Tourist and Park Managers

TOURISTS
By the late 1800s, the Sierra Nevada was becoming more accessible by visitors who saw the landscape differently than did the Euro-American settlers, miners, sheepherders, and hunters. James Hutchings began encouraging tourism in the area as a publisher of California Illustrated Magazine, and highlighted Devils Postpile after his 1875 expedition to the area.

A few intrepid travelers began to make their way to the Postpile from Yosemite by using the trail over Mammoth Pass, but it remained too remote from population centers and established travel routes to attract many sightseers. In 1878 George Bayley led the first known group of tourists to see Rainbow Falls, but his published account did not mention the Postpile, less than two miles to the north.

Theodore Solomons passed the Postpile in 1892 while mapping a route from Yosemite to Mount Whitney, portions of which later became the John Muir Trail. Rather than viewing the High Sierra as a collection of mining, logging, and grazing sites, Solomons presented a new view of it as a region to be valued for its scenery and wild terrain. Similarly, as tourism increased during the 1900s, the Devils Postpile area became valued more for its scenery and scientific interest than for use of its natural resources. Yet difficult access kept tourism at the monument sparse until construction of the Minaret Mine road in 1928 and subsequent completion of Highway 395.

As tourism increased, so did the demand for fly fishing. The California Department of Fish and Game began regularly stocking the Middle Fork San Joaquin in the 1930s. By the 1950s, fish were being pulled out of the river almost as fast as the stocking truck could plant them. Surveys showed that at least half of all visitors in
the Middle Fork Valley were there to fish. Although fish stocking in the monument ended in 1971, the predominance of wild trout in the Middle Fork San Joaquin River increased its prestige. In the 1980s and 1990s, fly-fishing magazines and guidebooks touted the section of the Middle Fork through the monument as one of the few streams where a fly fisher could experience a "grand slam"—catching rainbow, brown, golden, and brook trout. For more information, see Trout Fishing.

Increased visitation to the Postpile put more pressure on the natural resources and the small park staff trying to protect those resources. Annual visitation grew from about 6,000 people in 1938 to nearly 32,000 in 1954, despite the poor condition of the entrance road. The expansion of the interstate highway system and the growing popularity of pickup trucks and camping trailers changed the way people viewed outdoor recreation and public lands, bringing more campers to the Middle Fork Valley. The damage to the Devils Postpile landscape caused by heavy recreational use identified in a 1953 report included flower picking, grazing pack stock, and the trails that fishermen made through the meadows along the river which resulted in trampled vegetation and erosion of the pumice soils.

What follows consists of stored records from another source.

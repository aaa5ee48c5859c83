//! The (N, M)-exchange family of node operators.
//!
//! An `Exchange` with segment lengths (N, 0) relocates the N consecutive
//! nodes starting at U to directly after V. With M > 0 it swaps the N
//! nodes starting at U with the M nodes starting at V. Relocate, swap, and
//! 2-opt style moves are all instances of this one operator.

use super::space::{NodeIndex, SearchSpace};
use super::NodeOperator;
use crate::penalty::CostEvaluator;
use crate::segment::TimeWindowSegment;
use crate::Cost;

/// Exchanges the `len_u` consecutive nodes starting at U with the `len_v`
/// consecutive nodes starting at V. `len_v == 0` relocates the U segment
/// after V.
#[derive(Debug, Clone, Copy)]
pub struct Exchange {
    len_u: usize,
    len_v: usize,
}

impl Exchange {
    /// Create a new exchange operator. Requires `len_u >= 1` and
    /// `len_u >= len_v`.
    pub fn new(len_u: usize, len_v: usize) -> Self {
        assert!(len_u >= 1 && len_u >= len_v);
        Exchange { len_u, len_v }
    }

    // True when the segment of the given length starting at the node runs
    // into a depot.
    fn contains_depot(&self, space: &SearchSpace, node: NodeIndex, seg_length: usize) -> bool {
        let node = space.node(node);

        if node.is_depot() {
            return true;
        }

        // position + length - 1 is the position of the segment's last
        // node, which must not exceed the route size.
        node.position + seg_length - 1 > space.route(node.route).size()
    }

    // True when both segments overlap in the same route.
    fn overlap(&self, space: &SearchSpace, u: NodeIndex, v: NodeIndex) -> bool {
        let u = space.node(u);
        let v = space.node(v);

        u.route == v.route
            && u.position <= v.position + self.len_v.max(1) - 1
            && v.position <= u.position + self.len_u - 1
    }

    // True when both segments are directly adjacent in the same route.
    fn adjacent(&self, space: &SearchSpace, u: NodeIndex, v: NodeIndex) -> bool {
        let u = space.node(u);
        let v = space.node(v);

        if u.route != v.route {
            return false;
        }

        u.position + self.len_u == v.position || v.position + self.len_v == u.position
    }

    fn eval_relocate_move(
        &self,
        u: NodeIndex,
        v: NodeIndex,
        space: &SearchSpace,
        costs: &CostEvaluator,
    ) -> Cost {
        let data = space.data();
        let dur = data.duration_matrix();

        let node_u = space.node(u);
        let node_v = space.node(v);
        let (route_u, route_v) = (node_u.route, node_v.route);
        let (pos_u, pos_v) = (node_u.position, node_v.position);
        debug_assert!(pos_u > 0);

        let end_u = space.route(route_u).node_at(pos_u + self.len_u - 1);
        let capacity = data.vehicle_capacity();

        let current = space.dist_between(route_u, pos_u - 1, pos_u + self.len_u)
            + data.dist(node_v.client, space.node(space.succ(v)).client);

        let proposed = data.dist(node_v.client, node_u.client)
            + space.dist_between(route_u, pos_u, pos_u + self.len_u - 1)
            + data.dist(space.node(end_u).client, space.node(space.succ(v)).client)
            + data.dist(
                space.node(space.pred(u)).client,
                space.node(space.succ(end_u)).client,
            );

        let mut delta = proposed - current;

        if route_u != route_v {
            // A feasible route cannot improve by removal alone, so the
            // distance delta is already a lower bound.
            if space.route_is_feasible(route_u) && delta >= 0 {
                return delta;
            }

            let load_u = space.route(route_u).load();
            let load_v = space.route(route_v).load();
            let moved = space
                .load_between(route_u, pos_u, pos_u + self.len_u - 1)
                .load();

            delta += costs.load_penalty(load_u - moved, capacity);
            delta -= costs.load_penalty(load_u, capacity);
            delta += costs.load_penalty(load_v + moved, capacity);
            delta -= costs.load_penalty(load_v, capacity);

            // Assume the time warp in route U fully disappears; anything
            // still positive then cannot become an improvement.
            delta -= costs.tw_penalty(space.route(route_u).time_warp());

            if delta >= 0 {
                return delta;
            }

            let u_tws = TimeWindowSegment::merge(
                dur,
                space.node(space.pred(u)).tw_before,
                space.node(space.succ(end_u)).tw_after,
            );

            delta += costs.tw_penalty(u_tws.total_time_warp());

            // Inserting into route V cannot decrease its time warp, so
            // this remains a lower bound.
            if delta >= 0 {
                return delta;
            }

            let v_tws = TimeWindowSegment::merge(
                dur,
                TimeWindowSegment::merge(
                    dur,
                    node_v.tw_before,
                    space.tw_between(route_u, pos_u, pos_u + self.len_u - 1),
                ),
                space.node(space.succ(v)).tw_after,
            );

            delta += costs.tw_penalty(v_tws.total_time_warp());
            delta -= costs.tw_penalty(space.route(route_v).time_warp());
        } else {
            let route = route_u;

            if !space.route(route).has_time_warp() && delta >= 0 {
                return delta;
            }

            delta -= costs.tw_penalty(space.route(route).time_warp());

            if delta >= 0 {
                return delta;
            }

            let tws = if pos_u < pos_v {
                let head = TimeWindowSegment::merge(
                    dur,
                    space.node(space.pred(u)).tw_before,
                    space.tw_between(route, pos_u + self.len_u, pos_v),
                );
                let head = TimeWindowSegment::merge(
                    dur,
                    head,
                    space.tw_between(route, pos_u, pos_u + self.len_u - 1),
                );
                TimeWindowSegment::merge(dur, head, space.node(space.succ(v)).tw_after)
            } else {
                let head = TimeWindowSegment::merge(
                    dur,
                    node_v.tw_before,
                    space.tw_between(route, pos_u, pos_u + self.len_u - 1),
                );
                let head = TimeWindowSegment::merge(
                    dur,
                    head,
                    space.tw_between(route, pos_v + 1, pos_u - 1),
                );
                TimeWindowSegment::merge(dur, head, space.node(space.succ(end_u)).tw_after)
            };

            delta += costs.tw_penalty(tws.total_time_warp());
        }

        delta
    }

    fn eval_swap_move(
        &self,
        u: NodeIndex,
        v: NodeIndex,
        space: &SearchSpace,
        costs: &CostEvaluator,
    ) -> Cost {
        let data = space.data();
        let dur = data.duration_matrix();

        let node_u = space.node(u);
        let node_v = space.node(v);
        let (route_u, route_v) = (node_u.route, node_v.route);
        let (pos_u, pos_v) = (node_u.position, node_v.position);

        let end_u = space.route(route_u).node_at(pos_u + self.len_u - 1);
        let end_v = space.route(route_v).node_at(pos_v + self.len_v - 1);
        let capacity = data.vehicle_capacity();

        let current = space.dist_between(route_u, pos_u - 1, pos_u + self.len_u)
            + space.dist_between(route_v, pos_v - 1, pos_v + self.len_v);

        // p(U) -> V..endV -> n(endU), plus p(V) -> U..endU -> n(endV).
        let proposed = data.dist(space.node(space.pred(u)).client, node_v.client)
            + space.dist_between(route_v, pos_v, pos_v + self.len_v - 1)
            + data.dist(
                space.node(end_v).client,
                space.node(space.succ(end_u)).client,
            )
            + data.dist(space.node(space.pred(v)).client, node_u.client)
            + space.dist_between(route_u, pos_u, pos_u + self.len_u - 1)
            + data.dist(
                space.node(end_u).client,
                space.node(space.succ(end_v)).client,
            );

        let mut delta = proposed - current;

        if route_u != route_v {
            if space.route_is_feasible(route_u) && space.route_is_feasible(route_v) && delta >= 0 {
                return delta;
            }

            let load_u = space.route(route_u).load();
            let load_v = space.route(route_v).load();
            let seg_u = space
                .load_between(route_u, pos_u, pos_u + self.len_u - 1)
                .load();
            let seg_v = space
                .load_between(route_v, pos_v, pos_v + self.len_v - 1)
                .load();
            let diff = seg_u - seg_v;

            delta += costs.load_penalty(load_u - diff, capacity);
            delta -= costs.load_penalty(load_u, capacity);
            delta += costs.load_penalty(load_v + diff, capacity);
            delta -= costs.load_penalty(load_v, capacity);

            // Assume all time warp disappears, to get a lower bound.
            delta -= costs.tw_penalty(space.route(route_u).time_warp());
            delta -= costs.tw_penalty(space.route(route_v).time_warp());

            if delta >= 0 {
                return delta;
            }

            // Since N >= M route V gains nodes, so its time warp is more
            // likely to grow: check it first.
            let v_tws = TimeWindowSegment::merge(
                dur,
                TimeWindowSegment::merge(
                    dur,
                    space.node(space.pred(v)).tw_before,
                    space.tw_between(route_u, pos_u, pos_u + self.len_u - 1),
                ),
                space.node(space.succ(end_v)).tw_after,
            );

            delta += costs.tw_penalty(v_tws.total_time_warp());

            if delta >= 0 {
                return delta;
            }

            let u_tws = TimeWindowSegment::merge(
                dur,
                TimeWindowSegment::merge(
                    dur,
                    space.node(space.pred(u)).tw_before,
                    space.tw_between(route_v, pos_v, pos_v + self.len_v - 1),
                ),
                space.node(space.succ(end_u)).tw_after,
            );

            delta += costs.tw_penalty(u_tws.total_time_warp());
        } else {
            let route = route_u;

            if !space.route(route).has_time_warp() && delta >= 0 {
                return delta;
            }

            delta -= costs.tw_penalty(space.route(route).time_warp());

            if delta >= 0 {
                return delta;
            }

            let tws = if pos_u < pos_v {
                let head = TimeWindowSegment::merge(
                    dur,
                    space.node(space.pred(u)).tw_before,
                    space.tw_between(route, pos_v, pos_v + self.len_v - 1),
                );
                let head = TimeWindowSegment::merge(
                    dur,
                    head,
                    space.tw_between(route, pos_u + self.len_u, pos_v - 1),
                );
                let head = TimeWindowSegment::merge(
                    dur,
                    head,
                    space.tw_between(route, pos_u, pos_u + self.len_u - 1),
                );
                TimeWindowSegment::merge(dur, head, space.node(space.succ(end_v)).tw_after)
            } else {
                let head = TimeWindowSegment::merge(
                    dur,
                    space.node(space.pred(v)).tw_before,
                    space.tw_between(route, pos_u, pos_u + self.len_u - 1),
                );
                let head = TimeWindowSegment::merge(
                    dur,
                    head,
                    space.tw_between(route, pos_v + self.len_v, pos_u - 1),
                );
                let head = TimeWindowSegment::merge(
                    dur,
                    head,
                    space.tw_between(route, pos_v, pos_v + self.len_v - 1),
                );
                TimeWindowSegment::merge(dur, head, space.node(space.succ(end_u)).tw_after)
            };

            delta += costs.tw_penalty(tws.total_time_warp());
        }

        delta
    }
}

impl NodeOperator for Exchange {
    fn evaluate(
        &self,
        u: NodeIndex,
        v: NodeIndex,
        space: &SearchSpace,
        costs: &CostEvaluator,
    ) -> Cost {
        if self.contains_depot(space, u, self.len_u) || self.overlap(space, u, v) {
            return 0;
        }

        if self.len_v > 0 && self.contains_depot(space, v, self.len_v) {
            return 0;
        }

        if self.len_v == 0 {
            if u == space.succ(v) {
                return 0; // relocating U after its predecessor is a no-op
            }

            return self.eval_relocate_move(u, v, space, costs);
        }

        // A symmetric exchange only needs evaluating in one direction.
        if self.len_u == self.len_v && space.node(u).client >= space.node(v).client {
            return 0;
        }

        if self.adjacent(space, u, v) {
            return 0; // equivalent to a relocate considered elsewhere
        }

        self.eval_swap_move(u, v, space, costs)
    }

    fn apply(&self, u: NodeIndex, v: NodeIndex, space: &mut SearchSpace) {
        let node_u = space.node(u);
        let route_u = node_u.route;
        let pos_u = node_u.position;

        let node_v = space.node(v);
        let route_v = node_v.route;
        let pos_v = node_v.position;

        let mut to_insert = space.route(route_u).node_at(pos_u + self.len_u - 1);
        let insert_after = if self.len_v == 0 {
            v
        } else {
            space.route(route_v).node_at(pos_v + self.len_v - 1)
        };

        // Move the N - M excess nodes of the U segment behind the end of
        // the V segment, back to front...
        for _ in 0..self.len_u - self.len_v {
            let prev = space.pred(to_insert);
            space.insert_after(to_insert, insert_after);
            to_insert = prev;
        }

        // ...and swap the M overlapping positions pairwise.
        let (mut u, mut v) = (u, v);

        for _ in 0..self.len_v {
            space.swap_with(u, v);
            u = space.succ(u);
            v = space.succ(v);
        }
    }
}
//! # HGS-VRPTW
//!
//! A Rust implementation of the Hybrid Genetic Search algorithm for the
//! Vehicle Routing Problem with Time Windows (VRPTW).
//!
//! Based on the algorithm of Vidal et al., combining genetic search with
//! granular local improvement heuristics, penalized infeasibility, and
//! strategic management of population diversity. The search handles
//! capacity constraints, client time windows, service durations, and
//! release times; lateness is treated as penalized time warp rather than
//! as a hard constraint.
//!
//! The crate is single-threaded by design: given a seeded random number
//! generator, runs are bit-for-bit reproducible.

pub mod config;
pub mod error;
pub mod genetic;
pub mod individual;
pub mod local_search;
pub mod matrix;
pub mod penalty;
pub mod population;
pub mod problem;
pub mod segment;
pub mod utils;

pub use crate::config::Config;
pub use crate::error::Error;
pub use crate::individual::Individual;
pub use crate::local_search::{Exchange, LocalSearch, SwapStar};
pub use crate::penalty::{CostEvaluator, PenaltyManager};
pub use crate::population::Population;
pub use crate::problem::{Client, ProblemData};

use crate::genetic::order_crossover;
use rand::Rng;
use std::time::{Duration as WallDuration, Instant};
use tracing::{debug, info};

/// Travel distance between two locations.
pub type Distance = i64;
/// Travel or service time, time warp, and time window bounds.
pub type Duration = i64;
/// Client demand and vehicle load.
pub type Load = i64;
/// Penalized objective values and move deltas.
pub type Cost = i64;

/// The main structure orchestrating the hybrid genetic search.
pub struct HgsAlgorithm<'a> {
    pub data: &'a ProblemData,
    pub config: Config,
    pub penalty_manager: PenaltyManager,
    pub population: Population<'a>,
    pub local_search: LocalSearch<'a>,
    pub best_solution: Option<Individual<'a>>,
    pub iterations: u32,
    pub iterations_without_improvement: u32,
    pub run_time: WallDuration,
    start_time: Instant,
}

impl<'a> HgsAlgorithm<'a> {
    /// Create a new HGS instance for the given problem and configuration,
    /// with the standard operator set: the (N, M)-exchange family as node
    /// operators and SWAP* as route operator.
    pub fn new(data: &'a ProblemData, config: Config) -> Result<Self, Error> {
        let mut local_search = LocalSearch::new(data, &config)?;

        for (n, m) in [(1, 0), (2, 0), (3, 0), (1, 1), (2, 1), (3, 1), (2, 2), (3, 2), (3, 3)] {
            local_search.add_node_operator(Exchange::new(n, m));
        }

        local_search.add_route_operator(SwapStar::new(data.num_clients(), data.num_vehicles()));

        Ok(HgsAlgorithm {
            data,
            penalty_manager: PenaltyManager::new(&config),
            population: Population::new(data, &config),
            local_search,
            config,
            best_solution: None,
            iterations: 0,
            iterations_without_improvement: 0,
            run_time: WallDuration::from_secs(0),
            start_time: Instant::now(),
        })
    }

    /// Seed the population with random individuals and set the initial
    /// incumbent.
    pub fn initialize<R: Rng>(&mut self, rng: &mut R) {
        let costs = self.penalty_manager.cost_evaluator();
        self.population.initialize(&costs, rng);

        // The initial incumbent may well be infeasible; it is replaced as
        // soon as a feasible solution is found.
        self.best_solution = match self.population.best() {
            Some(best) => Some(best.clone()),
            None => self
                .population
                .iter()
                .min_by_key(|indiv| indiv.cost(&costs))
                .cloned(),
        };
    }

    /// Run the algorithm until the termination criteria are met, and
    /// return the best solution found.
    pub fn run<R: Rng>(&mut self, rng: &mut R) -> Result<Individual<'a>, Error> {
        self.start_time = Instant::now();
        self.initialize(rng);

        if self.population.size() == 0 {
            return Err(Error::EmptyPopulation);
        }

        // With at most one client there is nothing to recombine.
        if self.data.num_clients() <= 1 {
            return match &self.best_solution {
                Some(best) => Ok(best.clone()),
                None => Err(Error::EmptyPopulation),
            };
        }

        while !self.should_terminate() {
            self.iterations += 1;

            let previous_best = self.population.best().map(|best| best.distance());

            let offspring = {
                let (parent1, parent2) = self.population.select_parents(rng);
                order_crossover(parent1, parent2, self.data, rng)
            };

            self.educate(offspring, rng)?;

            // Diversification and penalty management.
            if self.iterations % self.config.nb_penalty_management == 0 {
                self.penalty_manager.update_penalties();
                self.population
                    .reorder(&self.penalty_manager.cost_evaluator());
            }

            let current_best = self.population.best().map(|best| best.distance());

            if current_best < previous_best || (previous_best.is_none() && current_best.is_some()) {
                self.best_solution = self.population.best().cloned();
                self.iterations_without_improvement = 0;

                if let Some(distance) = current_best {
                    info!(iteration = self.iterations, distance, "new best solution");
                }
            } else {
                self.iterations_without_improvement += 1;
            }
        }

        self.run_time = self.start_time.elapsed();
        debug!(
            iterations = self.iterations,
            seconds = self.run_time.as_secs(),
            "search finished"
        );

        match &self.best_solution {
            Some(best) => Ok(best.clone()),
            None => Err(Error::EmptyPopulation),
        }
    }

    // Improve the offspring with local search and insert it into the
    // population; infeasible offspring may additionally be repaired under
    // boosted penalties.
    fn educate<R: Rng>(&mut self, offspring: Individual<'a>, rng: &mut R) -> Result<(), Error> {
        let costs = self.penalty_manager.cost_evaluator();
        let mut indiv = self.local_search.search(&offspring, &costs, rng)?;

        // Only feasible improvements over the incumbent are worth the more
        // expensive route-based intensification.
        if self.config.should_intensify && indiv.is_feasible() && self.improves_best(&indiv) {
            indiv = self.local_search.intensify(&indiv, &costs, rng)?;
        }

        self.penalty_manager
            .register(!indiv.has_excess_load(), !indiv.has_time_warp());

        let is_feasible = indiv.is_feasible();
        self.population.add(indiv.clone(), &costs);

        if !is_feasible && rng.gen_range(0..100) < self.config.repair_probability {
            // Re-run the search under boosted penalties to try and repair
            // the infeasibility.
            let boosted = self.penalty_manager.boosted_cost_evaluator();
            let mut repaired = self.local_search.search(&indiv, &boosted, rng)?;

            if repaired.is_feasible() {
                if self.config.should_intensify && self.improves_best(&repaired) {
                    repaired = self.local_search.intensify(&repaired, &boosted, rng)?;
                }

                self.penalty_manager
                    .register(!repaired.has_excess_load(), !repaired.has_time_warp());
                self.population.add(repaired, &costs);
            }
        }

        Ok(())
    }

    fn improves_best(&self, indiv: &Individual) -> bool {
        match self.population.best() {
            Some(best) => indiv.distance() < best.distance(),
            None => true,
        }
    }

    fn should_terminate(&self) -> bool {
        if self.iterations_without_improvement >= self.config.max_iterations_without_improvement {
            return true;
        }

        if let Some(time_limit) = self.config.time_limit {
            if self.start_time.elapsed() >= time_limit {
                return true;
            }
        }

        false
    }
}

Annual visitation has fluctuated widely above and below 100,000 since the mid-1960s. It reached a record high of more than 155,000 in 2001, and has averaged about 100,000 during the last decade. For more details, see the NPS statistics web page. Today, the monument serves as an important hub for tourism and recreation in the Sierra Nevada. In addition to viewing the Postpile formation and appreciating the monument's other scenic and scientific resources, visitors come to camp in a rustic setting, fish the Middle Fork San Joaquin, and explore the surrounding peaks, passes, and alpine basins by foot or mule.

 

PARK MANAGERS AND RANGERS
When Devils Postpile National Monument was transferred from the US Forest Service to the National Park Service in 1934, it became a satellite of Yosemite and struggled with limited funding and personnel for many years. Vernon Lowery, Earl Homuth, Richard Hartesveldt, and Gene Cahoon were the first men to work at
Devils Postpile as jack-of-all trades kind of rangers. These men served as maintenance, law enforcement, naturalists, and interpreters. In his report for 1962, Cahoon recommended hiring a second naturalist to meet visitor requests for nature walks and campfire talks, and to give him "more time for strictly ranger work, such as keeping people from wading barefoot in the drinking water, washing clothes and person in said drinking water, cleaning fish in the drinking water, etc."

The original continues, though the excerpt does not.